I went to the PostSecret event last night at UNCC. It was really great, and Frank Warren is a pretty cool guy. The presentation started with a clip from The All-American Rejects video for Dirty Little Secret – I had no idea they had incorporated PostSecret into the video, but now it makes perfect sense. Frank said they offered him $1000 to use the postcards in the background, but Frank asked them to make a $2000 donation to the Hope Line, instead. He read a couple of secrets aloud, and went over how the project started, and what it has meant to so many people. He had a presentation of postcards that the publisher wouldn’t allow in the book, either because of copyright issues (like the secret written on a syndicated comic strip) or because of the graphic nature of some of them. There was one that they think was written on a page from a Disney coloring book, and the lawyer said they couldn’t include that because, “Mickey Mouse will sue your a$$.” As on the website, some secrets are laugh out loud funny, some are so sad you’re reduced to tears, and some hit a nerve in you that you didn’t know you had. There’s usually at least one every Sunday that I wonder if I wrote unconsciously.
Some “brave souls” got up to share their secrets at the event via microphone. I use quotes because I can’t actually decide what I think of these people. In my more optimistic moments, I do think they are brave, to get up and share like that in a room full of strangers. But in my less optimistic moments, I wonder if they’re just trying to get attention or garner sympathy. Because, most of the auditorium was filled with college-aged kids – my friends and I looked around and realized that we are not necessarily the target demographic, if PostSecret has such a thing – and a lot of college-aged kids, especially these days, are a bit…melodramatic. Frank even said that he’s been called out for PostSecret being narcissistic, and I think that in some instances, that’s definitely true.

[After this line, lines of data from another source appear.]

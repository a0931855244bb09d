//! Submission admission: decide whether the drive still has room, and if so store the family.
//!
//! In the default [`AdmissionMode::CheckThenInsert`] mode the workflow reads the exact row
//! count, compares it with the capacity, and only then inserts. The read and the write are
//! separate store calls, so two submissions racing from different instances can both see
//! a count below the capacity and both insert; the cap is best effort.
//!
//! [`AdmissionMode::Atomic`] hands both steps to
//! [`SubmissionStore::insert_within_capacity`], which stores that support it evaluate as one
//! critical section.
//!
//! Every fault is caught here and turned into an [`AdmissionFailure`]; nothing propagates to
//! the caller, and there are no retries.

use futures::FutureExt;
use serde::{Deserialize, Serialize};
use std::panic::AssertUnwindSafe;
use std::sync::Arc;
use tracing::{error, info, instrument, warn};
use utoipa::ToSchema;

use crate::db::models::submissions::FamilySubmission;
use crate::store::{CapacityInsert, CapacityInsertError, SubmissionStore};

/// Maximum number of families the drive accepts.
pub const DEFAULT_CAPACITY: u64 = 500;

pub const SUCCESS_MESSAGE: &str = "Family information submitted successfully!";
pub const CHECK_FAILED_MESSAGE: &str = "Failed to check submission limit. Please try again.";
pub const CAPACITY_REACHED_MESSAGE: &str = "We have reached our maximum number of submissions. Thank you for your interest!";
pub const INSERT_FAILED_MESSAGE: &str = "Failed to submit. Please try again.";
pub const UNEXPECTED_MESSAGE: &str = "An error occurred. Please try again.";

#[derive(Debug, Clone, Copy, PartialEq, Eq, Default, Serialize, Deserialize)]
#[serde(rename_all = "snake_case")]
pub enum AdmissionMode {
    /// Count, compare, then insert as separate store calls
    #[default]
    CheckThenInsert,
    /// Let the store evaluate the capacity check and the insert together
    Atomic,
}

/// Why a submission was not stored.
#[derive(Debug, Clone, Copy, PartialEq, Eq, Serialize, ToSchema)]
#[serde(rename_all = "snake_case")]
pub enum AdmissionFailure {
    /// The row count could not be read
    CheckFailed,
    /// The drive is full
    CapacityReached,
    /// The store did not accept the row
    InsertFailed,
    /// Anything else went wrong
    Unexpected,
}

impl AdmissionFailure {
    pub fn message(self) -> &'static str {
        match self {
            AdmissionFailure::CheckFailed => CHECK_FAILED_MESSAGE,
            AdmissionFailure::CapacityReached => CAPACITY_REACHED_MESSAGE,
            AdmissionFailure::InsertFailed => INSERT_FAILED_MESSAGE,
            AdmissionFailure::Unexpected => UNEXPECTED_MESSAGE,
        }
    }

    pub fn as_str(self) -> &'static str {
        match self {
            AdmissionFailure::CheckFailed => "check_failed",
            AdmissionFailure::CapacityReached => "capacity_reached",
            AdmissionFailure::InsertFailed => "insert_failed",
            AdmissionFailure::Unexpected => "unexpected",
        }
    }
}

#[derive(Debug, Clone, Copy, PartialEq, Eq)]
pub enum AdmissionOutcome {
    Admitted,
    Rejected(AdmissionFailure),
}

impl AdmissionOutcome {
    pub fn is_admitted(self) -> bool {
        matches!(self, AdmissionOutcome::Admitted)
    }

    /// The message shown to the family
    pub fn message(self) -> &'static str {
        match self {
            AdmissionOutcome::Admitted => SUCCESS_MESSAGE,
            AdmissionOutcome::Rejected(failure) => failure.message(),
        }
    }

    /// Metric label
    pub fn as_str(self) -> &'static str {
        match self {
            AdmissionOutcome::Admitted => "admitted",
            AdmissionOutcome::Rejected(failure) => failure.as_str(),
        }
    }
}

/// The check-count-then-insert sequence, bound to one store and one capacity.
#[derive(Clone)]
pub struct AdmissionWorkflow {
    store: Arc<dyn SubmissionStore>,
    capacity: u64,
    mode: AdmissionMode,
}

impl AdmissionWorkflow {
    pub fn new(store: Arc<dyn SubmissionStore>, capacity: u64) -> Self {
        Self {
            store,
            capacity,
            mode: AdmissionMode::default(),
        }
    }

    pub fn with_mode(mut self, mode: AdmissionMode) -> Self {
        if mode == AdmissionMode::Atomic && !self.store.supports_atomic_admission() {
            warn!(
                backend = self.store.backend(),
                "Atomic admission requested, but this store cannot check and insert atomically; concurrent submissions may exceed capacity"
            );
        }
        self.mode = mode;
        self
    }

    pub fn capacity(&self) -> u64 {
        self.capacity
    }

    pub fn mode(&self) -> AdmissionMode {
        self.mode
    }

    pub fn store(&self) -> &Arc<dyn SubmissionStore> {
        &self.store
    }

    /// Run the workflow for one record. Never fails: every fault becomes a rejection.
    #[instrument(skip_all, fields(backend = self.store.backend(), capacity = self.capacity, mode = ?self.mode))]
    pub async fn admit(&self, record: &FamilySubmission) -> AdmissionOutcome {
        let outcome = match AssertUnwindSafe(self.run(record)).catch_unwind().await {
            Ok(outcome) => outcome,
            Err(_) => {
                error!("Admission workflow panicked");
                AdmissionOutcome::Rejected(AdmissionFailure::Unexpected)
            }
        };

        metrics::counter!("intake_admissions_total", "outcome" => outcome.as_str()).increment(1);
        outcome
    }

    async fn run(&self, record: &FamilySubmission) -> AdmissionOutcome {
        match self.mode {
            AdmissionMode::CheckThenInsert => self.check_then_insert(record).await,
            AdmissionMode::Atomic => self.insert_within_capacity(record).await,
        }
    }

    async fn check_then_insert(&self, record: &FamilySubmission) -> AdmissionOutcome {
        let count = match self.store.count_submissions().await {
            Ok(count) => count,
            Err(e) => {
                warn!("Failed to count submissions: {:#}", e);
                return AdmissionOutcome::Rejected(AdmissionFailure::CheckFailed);
            }
        };

        if count >= self.capacity {
            info!(count, "Submission rejected: capacity reached");
            return AdmissionOutcome::Rejected(AdmissionFailure::CapacityReached);
        }

        match self.store.insert_submission(record).await {
            Ok(()) => {
                info!(count = count + 1, "Submission admitted");
                AdmissionOutcome::Admitted
            }
            Err(e) => {
                warn!("Failed to insert submission: {:#}", e);
                AdmissionOutcome::Rejected(AdmissionFailure::InsertFailed)
            }
        }
    }

    async fn insert_within_capacity(&self, record: &FamilySubmission) -> AdmissionOutcome {
        match self.store.insert_within_capacity(record, self.capacity).await {
            Ok(CapacityInsert::Inserted) => {
                info!("Submission admitted");
                AdmissionOutcome::Admitted
            }
            Ok(CapacityInsert::AtCapacity { count }) => {
                info!(count, "Submission rejected: capacity reached");
                AdmissionOutcome::Rejected(AdmissionFailure::CapacityReached)
            }
            Err(CapacityInsertError::Count(e)) => {
                warn!("Failed to count submissions: {:#}", e);
                AdmissionOutcome::Rejected(AdmissionFailure::CheckFailed)
            }
            Err(CapacityInsertError::Insert(e)) => {
                warn!("Failed to insert submission: {:#}", e);
                AdmissionOutcome::Rejected(AdmissionFailure::InsertFailed)
            }
        }
    }
}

The idea behind sending your secret in is that, in writing it down and “releasing it,” it has no more hold on you. I’ve always considered sending a secret in, but (this is going to sound so sad) I don’t think I have a secret that’s interesting enough. And, to be honest, most of my secrets are a secret even to me. I’m really good at pushing those deep dark things into corners of my mind and forgetting they exist. But last night, I thought of one. One that’s been with me for a while. But I won’t write it down, I won’t “release” it, because no good can come of it. If I were to actually write it down, the first thing I would do is throw up. And then, that secret would eat at me even more than it does now, because at that point I wouldn’t be able to let it go. But for right now, it’s in a deep dark corner in my mind.